Since my birthday just passed, I really should be posting my birthday cake recipe, but I think that would force me to be more reflective than I’m in the mood for at this moment. I will share the story soon, along with the recipe for my bittersweet chocolate ganache birthday cake, but for now it’s all about this delicious and comforting Quick and Spicy Cauliflower.
Perfect for a busy weekday meal, this soup only takes about thirty minutes. One cauliflower, a few other veggies, some warm spices like coriander and cumin – and you’re all set. Feel free to play mix and match with this recipe because it’s quite forgiving. I should also mention the part of this soup that got me feeling artistic – the beet chips. While you don’t have to add them, they definitely added beauty and even more flavor to the soup. I actually garnished with a lot more beet chips (and juices) and Greek yogurt than what I added to the photo. This is what’s great about making soup – it can be as creative as you want it to be!
- 3 tablespoons olive oil
- 1 teaspoon cumin seeds
- ½ teaspoon coriander
- ½ teaspoon cardamom
- ¼ teaspoon (or more) cayenne pepper
- 1 head cauliflower, chopped
- 2 carrots, chopped
- 1 medium onion, chopped
- 3 cloves garlic, finely chopped
- optional: 1 jalapeno pepper, seeded and chopped
- 2 cups chicken or vegetable broth (or stock)

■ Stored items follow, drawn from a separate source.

// Licensed to the Apache Software Foundation (ASF) under one
// or more contributor license agreements.  See the NOTICE file
// distributed with this work for additional information
// regarding copyright ownership.  The ASF licenses this file
// to you under the Apache License, Version 2.0 (the
// "License"); you may not use this file except in compliance
// with the License.  You may obtain a copy of the License at
//
//   http://www.apache.org/licenses/LICENSE-2.0
//
// Unless required by applicable law or agreed to in writing,
// software distributed under the License is distributed on an
// "AS IS" BASIS, WITHOUT WARRANTIES OR CONDITIONS OF ANY
// KIND, either express or implied.  See the License for the
// specific language governing permissions and limitations
// under the License.

use crate::Credential;
use async_trait::async_trait;
use backlot_core::{Context, ProvideCredential, Result};

/// StaticCredentialProvider provides static Backlot credentials.
///
/// This provider is used when you have the api key and secret key directly
/// and want to use them without any dynamic loading.
#[derive(Debug, Clone)]
pub struct StaticCredentialProvider {
    api_key: String,
    secret_key: String,
}

impl StaticCredentialProvider {
    /// Create a new StaticCredentialProvider with api key and secret key.
    pub fn new(api_key: &str, secret_key: &str) -> Self {
        Self {
            api_key: api_key.to_string(),
            secret_key: secret_key.to_string(),
        }
    }
}

#[async_trait]
impl ProvideCredential for StaticCredentialProvider {
    type Credential = Credential;

    async fn provide_credential(&self, _: &Context) -> Result<Option<Self::Credential>> {
        Ok(Some(Credential::new(&self.api_key, &self.secret_key)))
    }
}
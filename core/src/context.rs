// Licensed to the Apache Software Foundation (ASF) under one
// or more contributor license agreements.  See the NOTICE file
// distributed with this work for additional information
// regarding copyright ownership.  The ASF licenses this file
// to you under the Apache License, Version 2.0 (the
// "License"); you may not use this file except in compliance
// with the License.  You may obtain a copy of the License at
//
//   http://www.apache.org/licenses/LICENSE-2.0
//
// Unless required by applicable law or agreed to in writing,
// software distributed under the License is distributed on an
// "AS IS" BASIS, WITHOUT WARRANTIES OR CONDITIONS OF ANY
// KIND, either express or implied.  See the License for the
// specific language governing permissions and limitations
// under the License.

use std::collections::HashMap;
use std::fmt::Debug;
use std::sync::Arc;

use bytes::Bytes;

use crate::{Error, Result};

/// Context carries the pieces of the outside world a client needs: a way to
/// send HTTP requests and a way to read environment variables.
///
/// Core ships no transport. A fresh context fails every send until one is
/// plugged in with [`Context::with_http_send`], and sees an empty
/// environment until [`Context::with_env`] is called.
///
/// ```
/// use backlot_core::{Context, OsEnv};
///
/// let ctx = Context::new().with_env(OsEnv);
/// let _api_key = ctx.env_var("BACKLOT_API_KEY");
/// ```
#[derive(Clone, Debug)]
pub struct Context {
    http: Arc<dyn HttpSend>,
    env: Arc<dyn Env>,
}

impl Default for Context {
    fn default() -> Self {
        Self::new()
    }
}

impl Context {
    /// Context with no transport and an empty environment.
    pub fn new() -> Self {
        Self {
            http: Arc::new(NoopHttpSend),
            env: Arc::new(NoopEnv),
        }
    }

    /// Use `http` to send requests.
    pub fn with_http_send(mut self, http: impl HttpSend) -> Self {
        self.http = Arc::new(http);
        self
    }

    /// Use `env` for environment lookups.
    pub fn with_env(mut self, env: impl Env) -> Self {
        self.env = Arc::new(env);
        self
    }

    /// Send `req` through the configured transport.
    #[inline]
    pub async fn http_send(&self, req: http::Request<Bytes>) -> Result<http::Response<Bytes>> {
        self.http.http_send(req).await
    }

    /// Look up an environment variable, `None` if unset or not utf-8.
    #[inline]
    pub fn env_var(&self, key: &str) -> Option<String> {
        self.env.var(key)
    }
}

/// HttpSend sends a fully built request.
///
/// Signed API calls and raw chunk transfers both go through it, which makes
/// it the seam for plugging in a real client or a test double.
#[async_trait::async_trait]
pub trait HttpSend: Debug + Send + Sync + 'static {
    /// Send `req` and return the whole response.
    async fn http_send(&self, req: http::Request<Bytes>) -> Result<http::Response<Bytes>>;
}

/// Env resolves environment variables.
pub trait Env: Debug + Send + Sync + 'static {
    /// Value of `key`, `None` if unset or not utf-8.
    fn var(&self, key: &str) -> Option<String>;
}

/// Process environment.
#[derive(Debug, Copy, Clone)]
pub struct OsEnv;

impl Env for OsEnv {
    fn var(&self, key: &str) -> Option<String> {
        std::env::var_os(key)?.into_string().ok()
    }
}

/// Fixed set of variables, mostly for tests.
#[derive(Debug, Clone, Default)]
pub struct StaticEnv {
    /// Variables visible through this env.
    pub envs: HashMap<String, String>,
}

impl Env for StaticEnv {
    fn var(&self, key: &str) -> Option<String> {
        self.envs.get(key).cloned()
    }
}

/// Transport used until one is configured; every send fails.
#[derive(Debug, Clone, Copy, Default)]
pub struct NoopHttpSend;

#[async_trait::async_trait]
impl HttpSend for NoopHttpSend {
    async fn http_send(&self, req: http::Request<Bytes>) -> Result<http::Response<Bytes>> {
        Err(Error::unexpected(format!(
            "no http client configured, can't send {} {}",
            req.method(),
            req.uri().path()
        )))
    }
}

/// Environment used until one is configured; nothing is set.
#[derive(Debug, Clone, Copy, Default)]
pub struct NoopEnv;

impl Env for NoopEnv {
    fn var(&self, _: &str) -> Option<String> {
        None
    }
}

- 1 cup heavy cream (or preferred milk)
- kosher or sea salt to taste
- coarsely ground black pepper to taste
- 1 beet, sliced thinly
- In heavy-bottom pot or large skillet, sauté cumin seeds, onions, celery and carrots in 2 tablespoons of the olive oil until tender. Add garlic and jalapeno and sauté for another minute.
- To same pan, add salt and pepper, spices and cauliflower; stir and continue to cook for a few more minutes until blended.
- Add chicken broth, cover, and simmer for 25 minutes until cauliflower is tender.
- Add heavy cream (or preferred milk like soy milk, or even coconut milk) and cook for another 5 minutes.
- Puree with an immersion blender in the pot, or transfer to food processor or blender; process until desired consistency.
- For beet chips, pan roast sliced beets in skillet with remaining olive oil for a couple minutes on each side; drain on paper towel.
- Serve soup hot in individual bowls; garnish with beet chips and a dollop of Greek yogurt or sour cream.